Мы прохаживаемся и время от времени встречаемся на две-три минуты. В этот период надо успеть послушать его и сказать свое. Бушманов не смотрит на меня, руки за спиной, высокая фигура ссутулилась, шаги решительные, мысли цепкие.
— Никакой паники! Я ношу над сердцем мишень, десять моих товарищей в таком же «ранге», нас могут расстрелять в любую минуту, но мы живем здесь по нескольку месяцев. Гиммлер и, все его предприятия смерти теперь загружены обработкой противников Гитлера среди самих немцев. Эсэсовцы расстреливают, сжигают, допрашивают своих, им сейчас не до нас.
— Заключенных берут на завод «Юнкерс». Там имеется свой аэродром. Если бы... — намекаю я.
— Такой один план нашей группы уже стоил трех десятков жизней. Летчик поднял самолет с людьми и тут же упал на землю. Нужно знать машину! Найти пути к ее изучению. Остальное тебе другие расскажут, поговори со «стариками»...
«Надо немедленно найти информацию о неудавшемся побеге-перелете, — думаю я. — Может, Пацула что-либо слышал? Надо знать факты, подробности, без точных данных бессмысленно готовиться к такому побегу».
Наверху, под самой крышей, на кроватях третьего яруса можно поиграть в самодельные карты, в шашки и шахматы, полистать иллюстрированный журнал, засаленный сотнями рук, а самое главное — поговорить, узнать новости, своими мыслями поделиться. На верхние нары к нам довольно часто поднимаются товарищи снизу. Вполголоса обсуждаем, разумеется, самое важное, самое необходимое.

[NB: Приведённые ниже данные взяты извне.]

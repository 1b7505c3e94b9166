// SPDX-License-Identifier: MPL-2.0
//! Notification lifecycle management.
//!
//! The `Manager` limits how many notices are visible at once and drops
//! expired ones on every tick. Warnings and errors are also written to the
//! `tracing` log when pushed.

use super::notification::{Notification, NotificationId, Severity};
use std::collections::VecDeque;
use std::time::Instant;

/// Maximum number of notifications visible at once.
const MAX_VISIBLE: usize = 3;

/// Messages for notification state changes.
#[derive(Debug, Clone)]
pub enum Message {
    /// Dismiss a specific notification by ID.
    Dismiss(NotificationId),
    /// Check auto-dismiss timers.
    Tick,
}

/// Manages the notification queue and visible notifications.
#[derive(Debug, Default)]
pub struct Manager {
    /// Currently visible notifications (newest first).
    visible: VecDeque<Notification>,
    /// Notifications waiting for a free slot.
    queue: VecDeque<Notification>,
}

impl Manager {
    #[must_use]
    pub fn new() -> Self {
        Self::default()
    }

    /// Pushes a new notification, queuing it if `MAX_VISIBLE` are showing.
    pub fn push(&mut self, notification: Notification) {
        match notification.severity() {
            Severity::Warning => tracing::warn!(key = notification.message_key(), "notice"),
            Severity::Error => tracing::error!(key = notification.message_key(), "notice"),
            Severity::Info => tracing::debug!(key = notification.message_key(), "notice"),
        }

        if self.visible.len() < MAX_VISIBLE {
            self.visible.push_front(notification);
        } else {
            self.queue.push_back(notification);
        }
    }

    /// Dismisses a notification by its ID.
    ///
    /// Returns `true` if the notification was found and removed.
    pub fn dismiss(&mut self, id: NotificationId) -> bool {
        if let Some(pos) = self.visible.iter().position(|n| n.id() == id) {
            self.visible.remove(pos);
            self.promote_from_queue();
            return true;
        }

        if let Some(pos) = self.queue.iter().position(|n| n.id() == id) {
            self.queue.remove(pos);
            return true;
        }

        false
    }

    /// Dismisses expired notifications. Call periodically.
    pub fn tick(&mut self) {
        self.tick_at(Instant::now());
    }

    /// Same as [`Manager::tick`] with an explicit clock reading.
    pub fn tick_at(&mut self, now: Instant) {
        let expired: Vec<NotificationId> = self
            .visible
            .iter()
            .filter(|n| n.is_expired_at(now))
            .map(Notification::id)
            .collect();

        for id in expired {
            self.dismiss(id);
        }
    }

    pub fn handle_message(&mut self, message: &Message) {
        match message {
            Message::Dismiss(id) => {
                self.dismiss(*id);
            }
            Message::Tick => self.tick(),
        }
    }

    /// Returns the currently visible notifications.
    pub fn visible(&self) -> impl Iterator<Item = &Notification> {
        self.visible.iter()
    }

    #[must_use]
    pub fn visible_count(&self) -> usize {
        self.visible.len()
    }

    #[must_use]
    pub fn queued_count(&self) -> usize {
        self.queue.len()
    }

    /// Total of visible and queued notifications.
    #[must_use]
    pub fn len(&self) -> usize {
        self.visible.len() + self.queue.len()
    }

    #[must_use]
    pub fn is_empty(&self) -> bool {
        self.visible.is_empty() && self.queue.is_empty()
    }

    /// Clears all notifications (visible and queued).
    pub fn clear(&mut self) {
        self.visible.clear();
        self.queue.clear();
    }

    fn promote_from_queue(&mut self) {
        while self.visible.len() < MAX_VISIBLE {
            match self.queue.pop_front() {
                Some(notification) => self.visible.push_back(notification),
                None => break,
            }
        }
    }
}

— Когда слушаем Диму, он воодушевляется, рассказывает много новостей, о которых мы узнаем впервые. В одну из таких бесед с ним я направил разговор на тему трагического провала побега «какого-то нашего летчика на немецком самолете». Дима тут же включился в разговор.
— Так ведь это же «Иванушка-дурачок» похитил «юнкерс». Тот, что косноязычным прикидывался. Мне ребята рассказывали, что он долго возил воду, всегда ходил оборванцем, не брился и так умел смешить немцев, что они подыхали со смеху. Комендант, бывало, вызовет его к себе, а он только порог переступит и — бах на пол! Покатится немного — и прыг-скок, как обезьяна. За это и прозвали его «Иванушка-дурачок». Нет ума — считай, калека, чудак, придурок. Как только не называли его. А он возил на лошаденке водицу и ко всему приглядывался. Присмотрел, где стоят самолеты, и как их и кто охраняет.
— Так он, что же, летчиком был? — спросил кто-то. Дима бросил на меня быстрый взгляд, немного замялся, потом ответил:
— Наверное, летчик! Понимал же, на какую кнопку нажимать.
— Так понимал, что угробил столько людей? — Этот вопрос усилил желание Димы рассказать все известные ему подробности.
— Летчик тоже ошибается? И моторы отказывают. Правда же? — обратился ко мне Дима.
— А мне откуда знать, что там бывает в небе? — ответил я, крепко сжав его руку.
Он даже рот раскрыл от удивления, хотел что-то возразить, но тут же умолк. Я не отважился посмотреть в глаза товарищам — еще догадаются, что между нами существует какая-то тайна. А она, эта самая тайна, висела надо мной, как Дамоклов меч. Один неосторожный поступок, одно слово Сердюкова, и моя голова покатится с плеч. Дело не в том, что я летчик, а, скорее, в том, что теперь у меня другая фамилия. В лагере каждый держал личное прошлое за десятью замками своей души.
Ночью я несколько раз просыпался от тяжелого сна. Летел куда-то над тучами. Загорался мотор моего самолета, отламывались крылья, а у меня не было парашюта, но я выбрасывался из кабины, падал, цепляясь за чьи-то руки, и спасался. Мне уже было известно, почему разбился самолет и погиб летчик вместе с теми, кого он стремился вывезти на Родину. Огромный двухмоторный бомбардировщик на развороте свалился в штопор. Значит, пилот не знал особенностей этой машины и сделал слишком крутой вираж. Возможно, что люди, находившиеся на борту, почувствовали, как наклоняется машина, неожиданно испугались, шарахнулись в одну сторону и нарушили центровку? На том самолете можно было поднять в воздух не тридцать, а сто человек. Пять тонн бомб брал этот бомбардировщик! Но неподготовленные для перелета пассажиры как раз и могли причинить непоправимое несчастье!